Use this function to make the program resize a picture by adding/removing rectangular areas in a "content-aware" way. Content-aware resizing goes easy on content-filled, "important" parts of the picture, while deforming harder-to-notice, "unimportant" parts. This is useful when you want to change a picture's ratio of sides without having to either deform it or perform a crop that may remove important parts. Content-aware resizing resizes the picture and can change its overall ratio of sides, while leaving its important parts untouched.
To use content-aware resizing, go to Edit | Content-aware Resize [Ctrl+Shift+E].
Set a width and height and the program will analyze the picture to find its important regions, the ones that should be preserved. It then uses that analysis as a basis for choosing rectangles to add to/remove from the picture to bring it to the desired size. Quality sets the speed and precision of this analysis.
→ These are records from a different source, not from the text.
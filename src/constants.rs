//! # Traversal Constants
//!
//! Named defaults for [`TraversalConfig`](crate::config::TraversalConfig) and the
//! environment variable names understood by the configuration loader.

/// Configuration defaults applied when a field is not overridden
pub mod defaults {
    /// Documents requested per page
    pub const BATCH_SIZE: usize = 250;

    /// Batches allowed in flight at once; 1 means fully sequential
    pub const MAX_CONCURRENT_BATCH_COUNT: usize = 1;

    /// Document ceiling; 0 means unlimited
    pub const MAX_DOC_COUNT: usize = 0;

    pub const SLEEP_BETWEEN_BATCHES: bool = false;

    pub const SLEEP_TIME_BETWEEN_BATCHES_MS: u64 = 0;
}

/// Environment variables read by [`crate::config::loader`]
pub mod env {
    /// Prefix shared by every traversal setting
    pub const CONFIG_PREFIX: &str = "TRAVERSER";

    pub const BATCH_SIZE: &str = "TRAVERSER_BATCH_SIZE";
    pub const MAX_CONCURRENT_BATCH_COUNT: &str = "TRAVERSER_MAX_CONCURRENT_BATCH_COUNT";
    pub const MAX_DOC_COUNT: &str = "TRAVERSER_MAX_DOC_COUNT";
    pub const SLEEP_BETWEEN_BATCHES: &str = "TRAVERSER_SLEEP_BETWEEN_BATCHES";
    pub const SLEEP_TIME_BETWEEN_BATCHES_MS: &str = "TRAVERSER_SLEEP_TIME_BETWEEN_BATCHES_MS";

    /// Deployment environment used to pick a default log level
    pub const ENVIRONMENT: &str = "TRAVERSER_ENV";

    /// `json` switches console logging to JSON lines
    pub const LOG_FORMAT: &str = "TRAVERSER_LOG_FORMAT";
}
Click Mark Regions… to "inform" the program about which areas (e.g. faces or signs) should definitely keep their original proportions, and ones that may freely be distorted (e.g. skies or unbroken backgrounds), if auto-detection doesn't treat them properly.
Note that the program treats these regions only as very strong suggestions, not as an iron rule. Thus in extreme cases, when other unimportant areas have "run out," the above-mentioned deformation rectangles can lead through even the areas you have marked as important.